A chart of Meta Platform's fourth-quarter revenue streams.

That operating loss ate into Meta's $10.7 billion in operating income generated by its highly profitable family of apps (Facebook, Instagram, and WhatsApp). When we boil it down to the bottom line, Reality Labs was a major cause of the company's 55% plunge in net income year over year.

Here's why Meta Platforms stock is a buy anyway

In the fourth-quarter conference call, Mark Zuckerberg said the company's focus on efficiency is companywide, and it includes Reality Labs. But that doesn't mean the project will lose less money this year.

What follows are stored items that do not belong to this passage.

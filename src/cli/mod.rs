//! CLI commands

mod build;
mod common;
mod layout;
mod main;
mod pick;

pub use build::build;
pub use common::{collect_candidates, report_outcomes, resolve_build_config, Command};
pub use layout::layout;
pub use main::main;
pub use pick::pick;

Susan Li, the company's chief financial officer, told investors to expect increased Reality Labs losses in 2023 because the company thinks the segment is a key piece of its long-term future.

Zuckerberg envisions 1 billion users in his company's metaverse eventually, and they could each be spending hundreds of dollars on digital goods and services. That fits with external estimates about the industry's value. Bloomberg Intelligence, for example, predicts the opportunity could be worth $800 billion as soon as 2024.

But setting that aside, the broad cuts to Meta's cost structure point to a more profitable company overall in the coming quarters. Plus, its focus on AI on its existing social media platforms could lift user engagement, which would in turn attract more advertising dollars from businesses. 

Meta stock has soared 132% from its 52-week low of $88.09. Even so, based on its 2022 results, it trades at a price-to-earnings (P/E) ratio of 23.8, which is a slight discount to the 25.1 P/E of the Nasdaq-100 technology index. 

Thanks to the company's focus on efficiency, analysts have already lifted their estimates for earnings per share for both 2023 and 2024, so its P/E looks even cheaper measured against the future. That paves the way for longer-term upside in Meta stock. By all accounts, it's not too late for investors to buy in.